◆ Aim of the task ◆
Write out all of the data without omission, exactly as shown.

◆ Available data ◆
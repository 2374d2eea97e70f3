//! The eight compass directions a mover can step in.

use crate::geom::Tile;

/// An 8-way compass direction with a unit `(dx, dz)` delta.
#[derive(Copy, Clone, Debug, PartialEq, Eq, Hash)]
#[cfg_attr(feature = "serde", derive(serde::Serialize, serde::Deserialize))]
pub enum Direction {
    North,
    South,
    East,
    West,
    NorthEast,
    NorthWest,
    SouthEast,
    SouthWest,
}

impl Direction {
    /// All eight directions, cardinals first.
    pub const ALL: [Direction; 8] = [
        Direction::North,
        Direction::South,
        Direction::East,
        Direction::West,
        Direction::NorthEast,
        Direction::NorthWest,
        Direction::SouthEast,
        Direction::SouthWest,
    ];

    /// Expansion order used by route searches. When several shortest routes
    /// exist, the one whose first diverging step comes earliest here wins.
    pub const ROUTE_ORDER: [Direction; 8] = [
        Direction::West,
        Direction::East,
        Direction::South,
        Direction::North,
        Direction::SouthWest,
        Direction::SouthEast,
        Direction::NorthWest,
        Direction::NorthEast,
    ];

    /// Step along x.
    #[inline]
    pub const fn dx(self) -> i32 {
        match self {
            Direction::East | Direction::NorthEast | Direction::SouthEast => 1,
            Direction::West | Direction::NorthWest | Direction::SouthWest => -1,
            Direction::North | Direction::South => 0,
        }
    }

    /// Step along z.
    #[inline]
    pub const fn dz(self) -> i32 {
        match self {
            Direction::North | Direction::NorthEast | Direction::NorthWest => 1,
            Direction::South | Direction::SouthEast | Direction::SouthWest => -1,
            Direction::East | Direction::West => 0,
        }
    }

    /// `(dx, dz)` pair.
    #[inline]
    pub const fn delta(self) -> (i32, i32) {
        (self.dx(), self.dz())
    }

    /// Direction with the given unit delta, `None` for `(0, 0)` or any
    /// component outside `-1..=1`.
    pub const fn from_delta(dx: i32, dz: i32) -> Option<Direction> {
        match (dx, dz) {
            (0, 1) => Some(Direction::North),
            (0, -1) => Some(Direction::South),
            (1, 0) => Some(Direction::East),
            (-1, 0) => Some(Direction::West),
            (1, 1) => Some(Direction::NorthEast),
            (-1, 1) => Some(Direction::NorthWest),
            (1, -1) => Some(Direction::SouthEast),
            (-1, -1) => Some(Direction::SouthWest),
            _ => None,
        }
    }

    /// Direction leading from `a` to the adjacent tile `b`.
    ///
    /// Returns `None` when the tiles are not 8-adjacent on the same height.
    #[inline]
    pub fn between(a: Tile, b: Tile) -> Option<Direction> {
        if a.height != b.height {
            return None;
        }
        let (dx, dz) = a.delta_to(b);
        Self::from_delta(dx, dz)
    }

    /// The direction pointing the other way.
    pub const fn opposite(self) -> Direction {
        match self {
            Direction::North => Direction::South,
            Direction::South => Direction::North,
            Direction::East => Direction::West,
            Direction::West => Direction::East,
            Direction::NorthEast => Direction::SouthWest,
            Direction::NorthWest => Direction::SouthEast,
            Direction::SouthEast => Direction::NorthWest,
            Direction::SouthWest => Direction::NorthEast,
        }
    }

    #[inline]
    pub const fn is_diagonal(self) -> bool {
        self.dx() != 0 && self.dz() != 0
    }

    /// Split a direction into its x and z axial components.
    ///
    /// Cardinal directions yield a single component; the other is `None`.
    pub const fn components(self) -> (Option<Direction>, Option<Direction>) {
        let x = match self.dx() {
            1 => Some(Direction::East),
            -1 => Some(Direction::West),
            _ => None,
        };
        let z = match self.dz() {
            1 => Some(Direction::North),
            -1 => Some(Direction::South),
            _ => None,
        };
        (x, z)
    }
}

◆ Written response ◆
repository 2374d2eea97e70f3
//! The eight compass directions a mover can step in.

use crate::geom::Tile;

/// An 8-way compass direction with a unit `(dx, dz)` delta.
#[derive(Copy, Clone, Debug, PartialEq, Eq, Hash)]
#[cfg_attr(feature = "serde", derive(serde::Serialize, serde::Deserialize))]
pub enum Direction {
    North,
    South,
    East,
    West,
    NorthEast,
    NorthWest,
    SouthEast,
    SouthWest,
}

impl Direction {
    /// All eight directions, cardinals first.
    pub const ALL: [Direction; 8] = [
        Direction::North,
        Direction::South,
        Direction::East,
        Direction::West,
        Direction::NorthEast,
        Direction::NorthWest,
        Direction::SouthEast,
        Direction::SouthWest,
    ];

    /// Expansion order used by route searches. When several shortest routes
    /// exist, the one whose first diverging step comes earliest here wins.
    pub const ROUTE_ORDER: [Direction; 8] = [
        Direction::West,
        Direction::East,
        Direction::South,
        Direction::North,
        Direction::SouthWest,
        Direction::SouthEast,
        Direction::NorthWest,
        Direction::NorthEast,
    ];

    /// Step along x.
    #[inline]
    pub const fn dx(self) -> i32 {
        match self {
            Direction::East | Direction::NorthEast | Direction::SouthEast => 1,
            Direction::West | Direction::NorthWest | Direction::SouthWest => -1,
            Direction::North | Direction::South => 0,
        }
    }

    /// Step along z.
    #[inline]
    pub const fn dz(self) -> i32 {
        match self {
            Direction::North | Direction::NorthEast | Direction::NorthWest => 1,
            Direction::South | Direction::SouthEast | Direction::SouthWest => -1,
            Direction::East | Direction::West => 0,
        }
    }

    /// `(dx, dz)` pair.
    #[inline]
    pub const fn delta(self) -> (i32, i32) {
        (self.dx(), self.dz())
    }

    /// Direction with the given unit delta, `None` for `(0, 0)` or any
    /// component outside `-1..=1`.
    pub const fn from_delta(dx: i32, dz: i32) -> Option<Direction> {
        match (dx, dz) {
            (0, 1) => Some(Direction::North),
            (0, -1) => Some(Direction::South),
            (1, 0) => Some(Direction::East),
            (-1, 0) => Some(Direction::West),
            (1, 1) => Some(Direction::NorthEast),
            (-1, 1) => Some(Direction::NorthWest),
            (1, -1) => Some(Direction::SouthEast),
            (-1, -1) => Some(Direction::SouthWest),
            _ => None,
        }
    }

    /// Direction leading from `a` to the adjacent tile `b`.
    ///
    /// Returns `None` when the tiles are not 8-adjacent on the same height.
    #[inline]
    pub fn between(a: Tile, b: Tile) -> Option<Direction> {
        if a.height != b.height {
            return None;
        }
        let (dx, dz) = a.delta_to(b);
        Self::from_delta(dx, dz)
    }

    /// The direction pointing the other way.
    pub const fn opposite(self) -> Direction {
        match self {
            Direction::North => Direction::South,
            Direction::South => Direction::North,
            Direction::East => Direction::West,
            Direction::West => Direction::East,
            Direction::NorthEast => Direction::SouthWest,
            Direction::NorthWest => Direction::SouthEast,
            Direction::SouthEast => Direction::NorthWest,
            Direction::SouthWest => Direction::NorthEast,
        }
    }

    #[inline]
    pub const fn is_diagonal(self) -> bool {
        self.dx() != 0 && self.dz() != 0
    }

    /// Split a direction into its x and z axial components.
    ///
    /// Cardinal directions yield a single component; the other is `None`.
    pub const fn components(self) -> (Option<Direction>, Option<Direction>) {
        let x = match self.dx() {
            1 => Some(Direction::East),
            -1 => Some(Direction::West),
            _ => None,
        };
        let z = match self.dz() {
            1 => Some(Direction::North),
            -1 => Some(Direction::South),
            _ => None,
        };
        (x, z)
    }
}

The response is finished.